- **REQUIREMENT**
From the first line of the records below through the line containing "and written in", copy everything exactly and nothing more.

- **RECORDS TO PROCESS**
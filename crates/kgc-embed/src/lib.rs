//! KGC Embed - Knowledge graph embedding models
//!
//! Loads pre-trained entity and relation embeddings and serves them as a
//! `LinkPredictor`. Training is out of scope: vectors are produced elsewhere
//! and written in the JSON model format defined in [`model::ModelFile`].

pub mod model;

pub use model::{EmbeddingModel, ModelFile, Scoring};
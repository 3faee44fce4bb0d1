//! Named Entity Recognition (NER) module
//!
//! Rule-based recognizer combining:
//! - Regex patterns for dates, quantities, amounts and durations
//! - A dictionary of known terms, filled from a gazetteer file and/or the
//!   knowledge graph's entity vocabulary
//!
//! Overlapping matches are resolved by position, then confidence.

use std::collections::{HashMap, HashSet};
use std::path::Path;

use regex::{Regex, RegexBuilder};
use serde::{Deserialize, Serialize};

use crate::{EntityExtractor, ExtractedEntity};
use kgc_core::{KgcError, NerConfig, Result, Vocabulary};

/// Confidence of an exact dictionary term match
const TERM_CONFIDENCE: f32 = 0.95;

/// Confidence of a dictionary alias match
const ALIAS_CONFIDENCE: f32 = 0.9;

/// Vocabulary labels shorter than this (in chars) are not used as terms
const MIN_VOCABULARY_TERM_CHARS: usize = 2;

/// Compiled size limit for the dictionary alternation
const DICTIONARY_REGEX_SIZE_LIMIT: usize = 64 << 20;

// ============================================================================
// Entity Types
// ============================================================================

/// Entity types produced by the built-in patterns
#[derive(Debug, Clone, Copy, PartialEq, Eq, Hash, Serialize, Deserialize)]
#[serde(rename_all = "snake_case")]
pub enum EntityType {
    Date,
    Time,
    Duration,
    Percent,
    Money,
    Quantity,
    Email,
    Url,
}

impl EntityType {
    /// Get the string representation
    pub fn as_str(&self) -> &'static str {
        match self {
            Self::Date => "Date",
            Self::Time => "Time",
            Self::Duration => "Duration",
            Self::Percent => "Percent",
            Self::Money => "Money",
            Self::Quantity => "Quantity",
            Self::Email => "Email",
            Self::Url => "Url",
        }
    }
}

impl std::fmt::Display for EntityType {
    fn fmt(&self, f: &mut std::fmt::Formatter<'_>) -> std::fmt::Result {
        write!(f, "{}", self.as_str())
    }
}

// ============================================================================
// Rule-based NER
// ============================================================================

/// Dictionary entry for entity matching
#[derive(Debug, Clone)]
pub struct DictionaryEntry {
    pub term: String,
    pub entity_type: String,
    pub aliases: Vec<String>,
}

/// Rule-based NER using regex patterns and dictionaries
pub struct RuleBasedNer {
    /// Pattern rules (regex -> entity type)
    patterns: Vec<(Regex, EntityType, f32)>,
    /// Dictionary of known terms
    dictionary: HashMap<String, DictionaryEntry>,
    /// Lookup index (lowercase surface form -> (entry key, confidence))
    lookup: HashMap<String, (String, f32)>,
    /// Case-insensitive alternation of every surface form, longest first
    matcher: Option<Regex>,
    /// Annotations below this confidence are dropped
    min_confidence: f32,
}

impl RuleBasedNer {
    /// Create a recognizer with the default patterns and an empty dictionary
    pub fn new() -> Self {
        let mut ner = Self {
            patterns: Vec::new(),
            dictionary: HashMap::new(),
            lookup: HashMap::new(),
            matcher: None,
            min_confidence: 0.0,
        };

        ner.init_patterns();
        ner
    }

    /// Build from configuration, optionally tagging vocabulary entities
    pub fn from_config(config: &NerConfig, vocabulary: Option<&Vocabulary>) -> Result<Self> {
        let mut ner = Self::new().with_min_confidence(config.min_confidence);

        if let Some(path) = &config.gazetteer_path {
            let added = ner.load_gazetteer(path)?;
            tracing::info!(path = %path.display(), terms = added, "Gazetteer loaded");
        }

        if config.include_vocabulary {
            if let Some(vocab) = vocabulary {
                let added = ner.add_vocabulary(vocab, &config.vocabulary_type)?;
                tracing::info!(terms = added, "Vocabulary entities added to NER dictionary");
            }
        }

        Ok(ner)
    }

    /// Drop annotations below `threshold`
    pub fn with_min_confidence(mut self, threshold: f32) -> Self {
        self.min_confidence = threshold.clamp(0.0, 1.0);
        self
    }

    /// Number of dictionary terms
    pub fn num_terms(&self) -> usize {
        self.dictionary.len()
    }

    /// Initialize the built-in regex patterns
    fn init_patterns(&mut self) {
        // Dates
        self.add_pattern(r"\d{4}[-/.]\d{1,2}[-/.]\d{1,2}", EntityType::Date, 0.95);
        self.add_pattern(r"\d{1,2}/\d{1,2}/\d{4}", EntityType::Date, 0.95);
        self.add_pattern(r"\d{4}年\d{1,2}月(\d{1,2}[日号])?", EntityType::Date, 0.95);

        // Times
        self.add_pattern(r"\b\d{1,2}:\d{2}(:\d{2})?\b", EntityType::Time, 0.9);

        // Durations
        self.add_pattern(
            r"\b\d+\s*(hours?|days?|weeks?|months?|years?)\b",
            EntityType::Duration,
            0.85,
        );
        self.add_pattern(r"\d+\s*(小时|天|周|个月|年)", EntityType::Duration, 0.85);

        // Amounts
        self.add_pattern(r"\d+(\.\d+)?\s*%", EntityType::Percent, 0.9);
        self.add_pattern(r"[$€£¥]\s?\d[\d,]*(\.\d+)?", EntityType::Money, 0.9);
        self.add_pattern(r"\d[\d,]*(\.\d+)?\s*(万元|亿元|元)", EntityType::Money, 0.9);

        // Physical quantities (power systems units)
        self.add_pattern(
            r"\b\d+(\.\d+)?\s*(kV|kW|MW|GW|kWh|MWh|MVA|kVA)\b",
            EntityType::Quantity,
            0.85,
        );
        self.add_pattern(r"\d+(\.\d+)?\s*(千伏|千瓦|兆瓦)", EntityType::Quantity, 0.85);

        // Contact
        self.add_pattern(
            r"[A-Za-z0-9._%+-]+@[A-Za-z0-9.-]+\.[A-Za-z]{2,}",
            EntityType::Email,
            0.95,
        );
        self.add_pattern(r"https?://[^\s]+", EntityType::Url, 0.95);
    }

    /// Add a regex pattern
    fn add_pattern(&mut self, pattern: &str, entity_type: EntityType, confidence: f32) {
        match Regex::new(pattern) {
            Ok(regex) => self.patterns.push((regex, entity_type, confidence)),
            Err(e) => tracing::warn!(pattern, error = %e, "Skipping invalid NER pattern"),
        }
    }

    /// Add a dictionary term
    pub fn add_term(&mut self, term: &str, entity_type: &str, aliases: Vec<&str>) -> Result<()> {
        self.insert_term(term, entity_type, aliases);
        self.rebuild_matcher()
    }

    fn insert_term(&mut self, term: &str, entity_type: &str, aliases: Vec<&str>) {
        let entry = DictionaryEntry {
            term: term.to_string(),
            entity_type: entity_type.to_string(),
            aliases: aliases.iter().map(|s| s.to_string()).collect(),
        };

        // Add main term to lookup
        self.lookup
            .insert(term.to_lowercase(), (term.to_string(), TERM_CONFIDENCE));

        // Add aliases to lookup, never shadowing a main term
        for alias in &entry.aliases {
            self.lookup
                .entry(alias.to_lowercase())
                .or_insert_with(|| (term.to_string(), ALIAS_CONFIDENCE));
        }

        self.dictionary.insert(term.to_string(), entry);
    }

    /// Load a gazetteer file: `term<TAB>type[<TAB>alias,alias...]` per line.
    ///
    /// Returns the number of terms added.
    pub fn load_gazetteer(&mut self, path: impl AsRef<Path>) -> Result<usize> {
        let path = path.as_ref();
        let content = std::fs::read_to_string(path).map_err(|e| KgcError::Io {
            path: path.to_path_buf(),
            source: e,
        })?;

        let mut added = 0;
        for (idx, line) in content.lines().enumerate() {
            let line = line.trim_end_matches('\r');
            if line.trim().is_empty() || line.trim_start().starts_with('#') {
                continue;
            }

            let fields: Vec<&str> = line.split('\t').map(str::trim).collect();
            match fields.as_slice() {
                [term, entity_type, rest @ ..]
                    if !term.is_empty() && !entity_type.is_empty() && rest.len() <= 1 =>
                {
                    let aliases = rest
                        .first()
                        .map(|a| a.split(',').map(str::trim).filter(|a| !a.is_empty()).collect())
                        .unwrap_or_default();
                    self.insert_term(term, entity_type, aliases);
                    added += 1;
                }
                _ => {
                    return Err(KgcError::MalformedLine {
                        path: path.to_path_buf(),
                        line: idx + 1,
                        content: line.to_string(),
                    })
                }
            }
        }

        self.rebuild_matcher()?;
        Ok(added)
    }

    /// Add every entity label of a knowledge graph vocabulary.
    ///
    /// Existing gazetteer terms keep their type. Returns the number added.
    pub fn add_vocabulary(&mut self, vocabulary: &Vocabulary, entity_type: &str) -> Result<usize> {
        let mut added = 0;
        for label in vocabulary.entities.labels() {
            if label.chars().count() < MIN_VOCABULARY_TERM_CHARS
                || self.lookup.contains_key(&label.to_lowercase())
            {
                continue;
            }
            self.insert_term(label, entity_type, Vec::new());
            added += 1;
        }

        self.rebuild_matcher()?;
        Ok(added)
    }

    /// Recompile the dictionary alternation
    fn rebuild_matcher(&mut self) -> Result<()> {
        if self.lookup.is_empty() {
            self.matcher = None;
            return Ok(());
        }

        let mut forms: Vec<&String> = self.lookup.keys().collect();
        // Longest first so the leftmost match is also the longest
        forms.sort_by(|a, b| b.len().cmp(&a.len()).then_with(|| a.cmp(b)));

        let alternation = forms
            .iter()
            .map(|f| regex::escape(f))
            .collect::<Vec<_>>()
            .join("|");

        let matcher = RegexBuilder::new(&alternation)
            .case_insensitive(true)
            .size_limit(DICTIONARY_REGEX_SIZE_LIMIT)
            .build()
            .map_err(|e| KgcError::Recognition(format!("failed to compile dictionary: {e}")))?;

        self.matcher = Some(matcher);
        Ok(())
    }

    /// Extract entities using pattern matching
    fn extract_by_patterns(&self, text: &str) -> Vec<ExtractedEntity> {
        let mut entities = Vec::new();

        for (regex, entity_type, confidence) in &self.patterns {
            for mat in regex.find_iter(text) {
                entities.push(ExtractedEntity {
                    text: mat.as_str().to_string(),
                    entity_type: entity_type.to_string(),
                    start: mat.start(),
                    end: mat.end(),
                    confidence: *confidence,
                });
            }
        }

        entities
    }

    /// Extract entities using dictionary lookup
    fn extract_by_dictionary(&self, text: &str) -> Vec<ExtractedEntity> {
        let Some(matcher) = &self.matcher else {
            return Vec::new();
        };

        matcher
            .find_iter(text)
            .filter_map(|mat| {
                let (key, confidence) = self.lookup.get(&mat.as_str().to_lowercase())?;
                let entry = self.dictionary.get(key)?;
                Some(ExtractedEntity {
                    text: mat.as_str().to_string(),
                    entity_type: entry.entity_type.clone(),
                    start: mat.start(),
                    end: mat.end(),
                    confidence: *confidence,
                })
            })
            .collect()
    }

    /// Remove duplicate/overlapping entities, keeping highest confidence
    fn deduplicate(&self, mut entities: Vec<ExtractedEntity>) -> Vec<ExtractedEntity> {
        // Sort by start position, then confidence (descending), then length (descending)
        entities.sort_by(|a, b| {
            a.start
                .cmp(&b.start)
                .then(b.confidence.total_cmp(&a.confidence))
                .then((b.end - b.start).cmp(&(a.end - a.start)))
        });

        let mut result = Vec::new();
        let mut covered: HashSet<usize> = HashSet::new();

        for entity in entities {
            // Check if this entity overlaps with already selected ones
            let overlaps = (entity.start..entity.end).any(|i| covered.contains(&i));

            if !overlaps {
                covered.extend(entity.start..entity.end);
                result.push(entity);
            }
        }

        result
    }
}

impl Default for RuleBasedNer {
    fn default() -> Self {
        Self::new()
    }
}

impl EntityExtractor for RuleBasedNer {
    fn extract(&self, text: &str) -> Result<Vec<ExtractedEntity>> {
        let mut entities = self.extract_by_patterns(text);
        entities.extend(self.extract_by_dictionary(text));

        let entities = self
            .deduplicate(entities)
            .into_iter()
            .filter(|e| e.confidence >= self.min_confidence)
            .collect();

        Ok(entities)
    }
}

// ============================================================================
// Tests
// ============================================================================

- **ANSWER SPACE**
filename crates/kgc-embed/src/lib.rs
//! KGC Embed - Knowledge graph embedding models
//!
//! Loads pre-trained entity and relation embeddings and serves them as a
//! `LinkPredictor`. Training is out of scope: vectors are produced elsewhere
//! and written in the JSON model format defined in [`model::ModelFile`].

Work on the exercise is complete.